I’d had about enough myself. In a letter to the board, I suggested that a search committee be formed while I relocated to the East Coast in order to focus on the stations there, especially WBAI. Reminding them that I had originally agreed to stay for no more than three years, I offered to continue until at least mid-2008, enough time to conduct a thorough search and choose a long-term replacement. What I didn’t anticipate was that the proposal would be used to show me the door as soon as possible.


For the next three months, the board spent countless hours debating what to do. Rather than giving the organization a shot at a peaceful and well-planned transition I had inadvertently provided the opening for another power struggle. The “greg-istas,” as my supporters dubbed themselves, wanted me to remain as long as possible. Their opponents wanted to pick my successor before some of their terms ran out. One Board member thought I should be fired immediately. I could have resisted leaving, but that would have plunged Pacifica into a distracting battle that brought other work to a halt. We eventually settled on September 30, 2007, and a hastily-formed search committee rushed to recruit someone in time.


In the end, Nicole Sawaya was the only candidate interviewed by the board. Still, it looked at first like Pacifica had finally found a leader the entire community could support. Two months later, despite a multi-year contract, higher salary, and broad-based backing, she resigned.

Over the winter, as negotiations proceeded to woo her back, Pacifica’s stations found it harder to keep pace with rising costs, particularly health insurance, legal fees, and governance. On-air fund drives weren’t meeting their goals, most stations had meager cash reserves, and WBAI was a half a million behind its fundraising target, mired in its internal power struggle, and unable to pay its central services fees.


In early March 2008, Sawaya agreed to return. What changed her mind wasn’t revealed, but a fight with CFO Lonnie Hicks over financial control, an issue I had raised repeatedly, did result in a Board decision to grant her the right to directly supervise the national financial staff. One of her first big decisions was to cut the budget for Free Speech Radio News (FSRN) by 25 percent. What shocked some Pacificans wasn’t so much the cutback but the fact that it was done without prior discussion. Sawaya explained that the financial crunch required strong and immediate action. The Board decided to let it stand.


The next surprises came in July, just as budgets for the next fiscal year were being developed. The National Board had voted to convene in person that month, but the managers in the national office failed to follow up and the meeting had to be cancelled. Soon afterward, without explanation, Hicks disappeared from work. The Board made no announcement, but news leaked out that he was on “paid leave to deal with family matters.” Later, there were rumors that an investigation of his activities was being pursued – and that he might sue.

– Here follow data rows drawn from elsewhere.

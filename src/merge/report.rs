//! TSV reports of resolved and unresolved TIPLOCs.

use std::collections::HashMap;
use std::path::Path;

use anyhow::{Context, Result};
use csv::WriterBuilder;
use tracing::info;

use super::LocationTable;
use crate::models::{display_value, Row};

fn tsv_writer(path: &Path) -> Result<csv::Writer<std::fs::File>> {
    WriterBuilder::new()
        .delimiter(b'\t')
        .from_path(path)
        .with_context(|| format!("Failed to create {}", path.display()))
}

/// Write `TIPLOC`, `type`, `_location_` and `Description` for every record
pub fn write_locations_report(table: &LocationTable, path: &Path) -> Result<()> {
    let mut writer = tsv_writer(path)?;
    writer.write_record(["TIPLOC", "type", "_location_", "Description"])?;
    for record in table.records() {
        let source = record.source.as_ref().map(|s| s.as_str()).unwrap_or("");
        writer.write_record([
            record.tiploc.as_str(),
            source,
            record.location.as_deref().unwrap_or(""),
            record.description.as_deref().unwrap_or(""),
        ])?;
    }
    writer.flush()?;
    info!("Wrote {} locations to {}", table.len(), path.display());
    Ok(())
}

/// One reference document of an unresolved TIPLOC
#[derive(Debug, Clone, PartialEq)]
pub struct MissingRow {
    pub tiploc: String,
    /// Remaining reference fields, in document order
    pub fields: Row,
    /// Number of timetable paths calling at the TIPLOC
    pub count: Option<u64>,
    pub transport: String,
}

impl MissingRow {
    /// First four characters of the TIPLOC, for grouping nearby codes
    pub fn key(&self) -> String {
        self.tiploc.chars().take(4).collect()
    }
}

/// Join reference docs with path counts and transport, busiest first
pub fn build_missing_rows(
    docs: Vec<Row>,
    counts: &HashMap<String, u64>,
    transport: &HashMap<String, String>,
) -> Vec<MissingRow> {
    let mut rows: Vec<MissingRow> = docs
        .into_iter()
        .filter_map(|mut doc| {
            let tiploc = doc.remove("TIPLOC").map(|v| display_value(&v))?;
            doc.remove("_version_");
            Some(MissingRow {
                count: counts.get(&tiploc).copied(),
                transport: transport.get(&tiploc).cloned().unwrap_or_default(),
                tiploc,
                fields: doc,
            })
        })
        .collect();
    rows.sort_by(|a, b| b.count.unwrap_or(0).cmp(&a.count.unwrap_or(0)));
    rows
}

/// Write the missing report. Reference columns are taken in order of first
/// appearance across all rows.
pub fn write_missing_report(rows: &[MissingRow], path: &Path) -> Result<()> {
    let mut columns: Vec<&str> = Vec::new();
    for row in rows {
        for key in row.fields.keys() {
            if !columns.contains(&key.as_str()) {
                columns.push(key);
            }
        }
    }

    let mut writer = tsv_writer(path)?;
    let mut header = vec!["TIPLOC"];
    header.extend(&columns);
    header.extend(["count", "Transport", "k"]);
    writer.write_record(&header)?;

    for row in rows {
        let mut record = vec![row.tiploc.clone()];
        record.extend(
            columns
                .iter()
                .map(|c| row.fields.get(*c).map(display_value).unwrap_or_default()),
        );
        record.push(row.count.map(|c| c.to_string()).unwrap_or_default());
        record.push(row.transport.clone());
        record.push(row.key());
        writer.write_record(&record)?;
    }
    writer.flush()?;
    info!("Wrote {} missing rows to {}", rows.len(), path.display());
    Ok(())
}

/// Share of path calls made at unresolved TIPLOCs
pub fn unresolved_share(table: &LocationTable, counts: &HashMap<String, u64>) -> f64 {
    let total: u64 = counts.values().sum();
    if total == 0 {
        return 0.0;
    }
    let unresolved: u64 = table
        .unresolved()
        .filter_map(|r| counts.get(&r.tiploc))
        .sum();
    unresolved as f64 / total as f64
}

Sawaya announced her decision to resign (again) in early August, but asked those who knew not to say anything for a month. At meetings, she meanwhile tried to convince the Board and National Finance Committee that Pacifica needed to act like a network and “centralize” various functions, especially accounting and reporting. Directors listened, but nothing changed. As she departed in late September, after nine months actually on the job, she pointed to "dysfunctional” governance and “shoddy and opaque” business practices that were plunging the organization into a financial crisis.

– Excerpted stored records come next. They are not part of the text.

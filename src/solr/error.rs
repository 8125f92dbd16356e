use thiserror::Error;

/// Errors raised by the Solr client
#[derive(Debug, Error)]
pub enum SolrError {
    #[error("Error: Solr is not running ({0})")]
    NotRunning(String),

    #[error("HTTP {status} from {url}")]
    Status {
        status: reqwest::StatusCode,
        url: String,
    },

    #[error("request failed: {0}")]
    Transport(reqwest::Error),

    #[error("invalid JSON in Solr response: {0}")]
    Json(#[from] serde_json::Error),

    #[error("invalid Solr URL: {0}")]
    Url(#[from] url::ParseError),

    #[error("\"{0}\" is not a Solr collection or core")]
    UnknownName(String),

    #[error("Error: cannot post data \"{data}\" to field \"{field}\" type \"{field_type}\"")]
    FieldType {
        data: String,
        field: String,
        field_type: String,
    },

    #[error("Solr rejected the update: {0}")]
    Rejected(String),

    #[error("Error: cannot delete \"_default_\" config")]
    DefaultConfig,

    #[error("field definition is missing a name")]
    MissingFieldName,

    #[error("unexpected Solr response: {0}")]
    Unexpected(String),
}

impl From<reqwest::Error> for SolrError {
    fn from(error: reqwest::Error) -> Self {
        if error.is_connect() {
            SolrError::NotRunning(error.to_string())
        } else if let Some(status) = error.status() {
            SolrError::Status {
                status,
                url: error
                    .url()
                    .map(|u| u.to_string())
                    .unwrap_or_default(),
            }
        } else {
            SolrError::Transport(error)
        }
    }
}

impl SolrError {
    /// True for a non-2xx answer from a running server
    pub fn is_status(&self) -> bool {
        matches!(self, SolrError::Status { .. })
    }
}

pub type Result<T> = std::result::Result<T, SolrError>;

Pacifica’s Human Resources director (the second in three years) also left for a new job elsewhere in September, 2008, and the National Board began to discuss what was being calling a “national office collapse.” Some nevertheless hoped to quickly recruit a new Executive Director. That process would take months, however, and pending recommendations to re-expand the CFO’s authority and apply strict performance standards to all managers were likely to get in the way.

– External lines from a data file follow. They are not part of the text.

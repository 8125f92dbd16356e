//! NaPTAN stop registry extract (`NaPTAN-All.jsonl`).

use std::collections::HashMap;
use std::path::Path;

use anyhow::Result;

use super::{read_jsonl, Candidate};
use crate::models::{NaptanRecord, SourceType};

#[derive(Debug, Clone, Default)]
pub struct NaptanTable {
    pub records: Vec<NaptanRecord>,
}

impl NaptanTable {
    pub fn load(path: &Path) -> Result<Self> {
        Ok(Self {
            records: read_jsonl(path)?,
        })
    }

    /// Stop points and areas that carry a TIPLOC
    pub fn candidates(&self) -> Vec<Candidate> {
        self.records
            .iter()
            .filter_map(|r| {
                Some(Candidate {
                    tiploc: r.tiploc.clone()?,
                    source: SourceType::Naptan,
                    description: r.name.clone(),
                    location: r.location.clone(),
                })
            })
            .collect()
    }

    /// `AtcoCode` to location, keeping the first located row per code
    pub fn locations_by_atco(&self) -> HashMap<String, String> {
        let mut by_atco = HashMap::new();
        for record in &self.records {
            if let (Some(atco), Some(location)) = (&record.atco_code, &record.location) {
                by_atco
                    .entry(atco.clone())
                    .or_insert_with(|| location.clone());
            }
        }
        by_atco
    }
}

Even if a new chief executive could be found – and the Board overcame its divisions to agree – there were still the elephants in the room: Pacifica hadn’t figured out how to resolve its financial crisis, and, even more difficult, restructure its programming and management to reverse the long-term decline in listenership and income.


By the end of 2008, staff had been reduced at most stations, and several national positions had been cut. After another round of PNB delegation selection, the balance of power shifted again. Discussion forums speculated about receivership, bankruptcy, and breaking up the network as a new Board chair, Grace Aaron of Los Angeles, became Interim ED. She had been among the most vocal local board members demanding Eva Georgia’s dismissal during my tenure.


Hicks briefly returned to work as CFO, but was terminated early in 2009, replaced by an old nemesis, former National Finance Committee Chair LaVarn Williams. As predicted, Hicks filed a lawsuit, alleging that he was dismissed because he was African American and a whistleblower. Clearly, he had a taste for irony, considering his frequent warnings about escalating legal costs, the fact that a majority of the Board and national staff were minorities, and that he had fought as hard as anyone to hold back information from the board and membership.


In May 2009, as the network’s crisis continued and WBAI fell deeper into debt, facing eviction from its New York studio, Aaron changed the lock at the transmitter site, removed General Manager Tony Riddle, who had replaced Robert Scott Adams, as well as Program Director Bernard White, and appointed Williams Acting GM of the troubled station. Justice and Unity members and other White backers in New York threatened to protest, boycott, and possibly sue unless this latest “national coup” was reversed. All this, and the search for a new ED had barely begun.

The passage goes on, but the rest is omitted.